National Institute of Family and Life Advocates, d/b/a NIFLA, et al. v. Becerra, Attorney General of California, et al., No. 16-1140 (June 26, 2018).
California Requires Pro-Life Pregnancy Clinics to Provide Information About Abortion Access. California enacted legislation requiring that state licensed crisis pregnancy centers provide clinic visitors with notice, including telephone contact information, that the state provides free or low cost services, including abortion. California also required unlicensed clinics to provide notice of their unlicensed status. The California Reproductive Freedom Accountability, Comprehensive Care and Transparency Act (FACT Act) imposes its notice requirements only on pro-life entities, as state sponsored or non-pro-life clinics are excepted.
The Pro-Life Entities Failed to Persuade the Lower Federal Courts. Petitioners unsuccessfully sought federal injunctive relief in on First Amendment grounds, a result affirmed by the Ninth Circuit Court of Appeals, which held that petitioners could not demonstrate a likelihood of success on the merits where the licensed notice requirements met the low level of scrutiny attaching to “professional speech” and the unlicensed notice requirements satisfied any level of scrutiny
The Ninth Circuit’s characterization of the statute as regulating “professional speech” permitted avoidance of the strict scrutiny mandated by presumptively unconstitutional content based speech restrictions.
The Supreme Court Disagrees. The Supreme Court has concluded that the petitioners can likely succeed on the merits of their claims, has reversed the judgment of the Ninth Circuit, and has remanded the matter for further proceedings.
The concern is the speech, not the speaker. The Supreme Court observed that the Court has never recognized this new category of “professional speech” subject to less rigorous review. States may regulate professional conduct even if such regulation incidentally burdens speech. Deferential review has not, however, turned on who is speaking, but on the factual nature of disclosures concerning commercial matters.
The Supreme Court concluded that the FACT Act had little to do with regulation of professional conduct but instead regulated speech as such. While the Court refused to foreclose the potential to recognize professional speech at another time, the Court observed that the dangers of speech regulation — that the government will use its power to suppress disfavored ideas — applies to “professional speech.” An inability to discuss good information,or the distortion of information, or the provision of bad information, while particularly deadly in medical settings, easily can be seen as diminishing the “marketplace of ideas” in which robust discussion ultimately serves the truth.
Rights as significant as those guaranteed by the First Amendment cannot depend on professional licensure. Permitting such limitations would provide the state with a tool that could be wielded to promote invidious discrimination against unpopular ideas.
Even if “professional speech” were recognized, the Court’s conclusion would not change, as the statute could not survive intermediate scrutiny, being “wildly under-inclusive” because of its application, after unsupported exclusions, only to pro-life entities. California could have addressed its concerns about information itself without burdening any private speech.
“Maybe” Measures Disfavored. The Court found California failed to meet its burden of establishing that the unlicensed status notice addressed anything other than a hypothetical harm, an unacceptable result. Broad prophylactic measures risk chilling protected speech. Nothing suggested that women were unaware of clinics’ licensure status. Notice of the absence of licensure was not needed for services for which licensure was not required.

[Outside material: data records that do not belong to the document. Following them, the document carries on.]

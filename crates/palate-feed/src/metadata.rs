//! Corpus-wide counts
//!
//! One bulk projection read across every owner in the roster, cached by the
//! roster fingerprint. Counting never pulls full records and does not depend
//! on the current filters or page window.

use crate::error::FeedError;
use crate::query::CountProjection;
use crate::remote::{bounded, RemoteStore};
use palate_cache::{CacheStats, TtlCache};
use palate_model::{Digest, MetadataSnapshot, Roster};
use std::sync::Arc;
use std::time::Duration;

/// Computes [`MetadataSnapshot`]s for a roster
pub struct MetadataAggregator {
    store: Arc<dyn RemoteStore>,
    cache: TtlCache<Digest, Arc<MetadataSnapshot>>,
    projection: CountProjection,
    timeout: Duration,
}

impl MetadataAggregator {
    /// Create an aggregator
    #[must_use]
    pub fn new(store: Arc<dyn RemoteStore>, ttl: Duration, timeout: Duration) -> Self {
        Self {
            store,
            cache: TtlCache::new("metadata", 256, ttl),
            projection: CountProjection::default(),
            timeout,
        }
    }

    /// Counts for `roster`
    ///
    /// # Errors
    /// `FeedError::PartialMetadataFailure` if the bulk read fails or times out
    pub async fn try_compute(&self, roster: &Roster) -> Result<Arc<MetadataSnapshot>, FeedError> {
        if roster.is_empty() {
            return Ok(Arc::new(MetadataSnapshot::default()));
        }

        let fingerprint = roster.fingerprint();
        if let Some(snapshot) = self.cache.get(&fingerprint).await {
            return Ok(snapshot);
        }

        let owners = roster.owner_ids();
        let rows = bounded(
            "metadata",
            self.timeout,
            self.store.bulk_count(&owners, &self.projection),
        )
        .await
        .map_err(|e| {
            tracing::warn!(error = %e, "metadata aggregation failed; counts fall back to loaded pages");
            FeedError::PartialMetadataFailure(e.to_string())
        })?;

        let snapshot = Arc::new(MetadataSnapshot::from_rows(
            rows.iter().filter(|row| roster.get(&row.owner_id).is_some()),
        ));
        tracing::info!(
            fingerprint = %fingerprint.short(),
            total = snapshot.total_count,
            rated = snapshot.rated_count,
            wishlist = snapshot.wishlist_count,
            "metadata computed"
        );

        self.cache.insert(fingerprint, Arc::clone(&snapshot)).await;
        Ok(snapshot)
    }

    /// Forget every snapshot
    pub fn clear(&self) {
        self.cache.invalidate_all();
    }

    /// Cache counters
    #[must_use]
    pub fn stats(&self) -> CacheStats {
        self.cache.stats()
    }
}

impl std::fmt::Debug for MetadataAggregator {
    fn fmt(&self, f: &mut std::fmt::Formatter<'_>) -> std::fmt::Result {
        f.debug_struct("MetadataAggregator")
            .field("projection", &self.projection)
            .field("timeout", &self.timeout)
            .finish_non_exhaustive()
    }
}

Even had a justification for the measures been found, the state cannot compel non-state speakers to adopt a government script that unduly burdens speech. The Court found California’s distinctions among services between the license and unlicensed notice requirements to be odd. The FACT Act affects the speech of some speakers, but not others, a disfavored result, and occupies space already addressed by the state licensure regulations The detailed parameters and specifics of the notice requirements underscore the state-imposed burden, particularly as they threaten to drown out a clinic’s own chosen message.
Justice Kennedy Warns of the Dangers of the Authoritarian State. Justice Kennedy joined the majority opinion in full, applauding the Court’s restraint in making its determination without addressing the viewpoint discrimination issue presented. The Court’s determination on other grounds in no way intimates that the law would be acceptable had a broader base and broader coverage been employed. The design and structure of the act embodies viewpoint discrimination and exemplifies the threat presented when the government seeks to supplant individual speech, thought, and expression. The state’s intent — to compel speech contrary to deeply held beliefs — coupled with its apparent targeting of beliefs disfavored by the state — is far from “forward thinking” but instead illustrates the ills of authoritarian government, avoidance of which was and is a cornerstone of the Constitution.
Ill at Ease with the Majority’s Reasoning, the Dissent Fears a Cascade of New Challenges. Justice Breyer and three others foretell the doom of many disclosure regulations as a result of the Court’s decision. Justice Breyer and his colleagues question why, if information must be provided to obtain informed consent, information cannot be required to be provided about available services and licensure status.